Air New Zealand will stop flying to Vietnam next year and is suspending flights to Tokyo’s Haneda Airport to protect itself against “unexpected disruptions”.
It will also reduce frequencies to Argentina and its recently opened route to Tapei as it grapples with a global problem affecting Rolls-Royce Trent 1000 engines powering its Boeing 787 Dreamliners.
The airline has been flying to Vietnam on a seasonal basis since 2016 and had already reduced the frequency from three flights to two a week.
The changes were outlined in a letter from AirNZ boss Christopher Luxon to customers apologizing for what he labeled “an incredibly challenging year”.
Luxon acknowledged that many of the airline’s customers had experienced disruptions and delays, rescheduled flights, unexpected aircraft replacements and overcrowded lounges.
While there had been unexpected problems with weather and a ruptured pipeline, Luxon said the biggest issue had been the unscheduled maintenance issues with the Rolls-Royce engines powering its Boeing 787 Dreamliner’s.
Air New Zealand has been caught up in a problem with Trent 1000 package C engines that has caused increased checks and maintenance affecting airlines worldwide.
“This has meant that at any time up to five of our 13 787 Dreamliners must be grounded while the engines are serviced in Singapore,’’ Luxon said.
“This has placed significant pressure on our whole interconnected network of over 3,500 weekly flights and I will be meeting with Rolls Royce management in London in a few weeks to further seek personal reassurance that all is being done to get our affected engines back in service as soon as possible.”
The Kiwi carrier has leased three aircraft to offset the Dreamliner engine problems and staffed them with Air New Zealand crew, food and beverages.
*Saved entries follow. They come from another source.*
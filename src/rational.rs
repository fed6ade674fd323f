//! Exact rational numbers backed by arbitrary precision integers.

use std::fmt;
use std::ops::{Add, AddAssign, Mul, MulAssign, Neg, Sub, SubAssign};

use num_bigint::BigInt;
use num_rational::BigRational;
use num_traits::{One, Signed, ToPrimitive, Zero};

use crate::error::{CasError, Result};

/// Always in lowest terms with a positive denominator.
#[derive(Clone, PartialEq, Eq, PartialOrd, Ord, Hash, Debug)]
pub struct Rational(BigRational);

impl Rational {
    pub fn new(numer: impl Into<BigInt>, denom: impl Into<BigInt>) -> Result<Self> {
        let denom = denom.into();
        if denom.is_zero() {
            return Err(CasError::DivisionByZero);
        }
        Ok(Rational(BigRational::new(numer.into(), denom)))
    }

    pub fn integer(value: impl Into<BigInt>) -> Self {
        Rational(BigRational::from_integer(value.into()))
    }

    pub fn numer(&self) -> &BigInt {
        self.0.numer()
    }

    pub fn denom(&self) -> &BigInt {
        self.0.denom()
    }

    pub fn is_integer(&self) -> bool {
        self.0.is_integer()
    }

    pub fn is_negative(&self) -> bool {
        self.0.is_negative()
    }

    pub fn abs(&self) -> Self {
        Rational(self.0.abs())
    }

    pub fn checked_div(&self, other: &Rational) -> Result<Self> {
        if other.is_zero() {
            return Err(CasError::DivisionByZero);
        }
        Ok(Rational(&self.0 / &other.0))
    }

    pub fn recip(&self) -> Result<Self> {
        Rational::one().checked_div(self)
    }

    pub fn less_than(&self, other: &Rational) -> bool {
        self < other
    }

    pub fn less_or_equal(&self, other: &Rational) -> bool {
        self <= other
    }

    /// Nearest `f64`; only meant for display, never for further computation.
    pub fn to_f64(&self) -> f64 {
        self.0.to_f64().unwrap_or(f64::NAN)
    }

    pub fn into_inner(self) -> BigRational {
        self.0
    }
}

impl Zero for Rational {
    fn zero() -> Self {
        Rational(BigRational::zero())
    }

    fn is_zero(&self) -> bool {
        self.0.is_zero()
    }
}

impl One for Rational {
    fn one() -> Self {
        Rational(BigRational::one())
    }

    fn is_one(&self) -> bool {
        self.0.is_one()
    }
}

impl From<i64> for Rational {
    fn from(value: i64) -> Self {
        Rational::integer(value)
    }
}

impl From<i32> for Rational {
    fn from(value: i32) -> Self {
        Rational::integer(value)
    }
}

impl From<BigInt> for Rational {
    fn from(value: BigInt) -> Self {
        Rational::integer(value)
    }
}

impl From<BigRational> for Rational {
    fn from(value: BigRational) -> Self {
        Rational(value)
    }
}

impl fmt::Display for Rational {
    fn fmt(&self, f: &mut fmt::Formatter<'_>) -> fmt::Result {
        if self.0.is_integer() {
            write!(f, "{}", self.0.numer())
        } else {
            write!(f, "{}/{}", self.0.numer(), self.0.denom())
        }
    }
}

macro_rules! forward_binop {
    ($trait:ident, $method:ident, $assign_trait:ident, $assign_method:ident) => {
        impl $trait<&Rational> for &Rational {
            type Output = Rational;

            fn $method(self, rhs: &Rational) -> Rational {
                Rational((&self.0).$method(&rhs.0))
            }
        }

        impl $trait<Rational> for Rational {
            type Output = Rational;

            fn $method(self, rhs: Rational) -> Rational {
                Rational(self.0.$method(rhs.0))
            }
        }

        impl $trait<&Rational> for Rational {
            type Output = Rational;

            fn $method(self, rhs: &Rational) -> Rational {
                Rational(self.0.$method(&rhs.0))
            }
        }

        impl $trait<Rational> for &Rational {
            type Output = Rational;

            fn $method(self, rhs: Rational) -> Rational {
                Rational((&self.0).$method(rhs.0))
            }
        }

        impl $assign_trait<Rational> for Rational {
            fn $assign_method(&mut self, rhs: Rational) {
                self.0.$assign_method(rhs.0);
            }
        }

        impl $assign_trait<&Rational> for Rational {
            fn $assign_method(&mut self, rhs: &Rational) {
                self.0.$assign_method(&rhs.0);
            }
        }
    };
}

forward_binop!(Add, add, AddAssign, add_assign);
forward_binop!(Sub, sub, SubAssign, sub_assign);
forward_binop!(Mul, mul, MulAssign, mul_assign);

impl Neg for Rational {
    type Output = Rational;

    fn neg(self) -> Rational {
        Rational(-self.0)
    }
}

impl Neg for &Rational {
    type Output = Rational;

    fn neg(self) -> Rational {
        Rational(-&self.0)
    }
}

/// Shorthand for `p / q`, used where the denominator is known to be nonzero.
///
/// # Panics
///
/// Panics if `q` is zero.
pub fn rational(p: i64, q: i64) -> Rational {
    match Rational::new(p, q) {
        Ok(value) => value,
        Err(_) => panic!("rational({p}, {q}): zero denominator"),
    }
}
“We will also further protect ourselves from unexpected disruptions by stopping flying to Vietnam next year, suspending our services to Haneda in Tokyo and slightly reducing our frequency to Argentina and Taipei,’’ Luxon said.
“These are big decisions to make but are vital to free up capacity and let us concentrate on delivering a better experience across the board.”
Air New Zealand has also been struggling with increased traffic at airports due to what Luxon said was underinvestment by airport operators as well as long wait times at its call centers.
The airline is adding 80 additional call center staff to cope with the wait times and is talking to airport chief executives to try and accelerate needed improvements.
It had also invested in a lounge redevelopment program in Auckland and has upgrades planned at Wellington and several regional airports, Luxon said.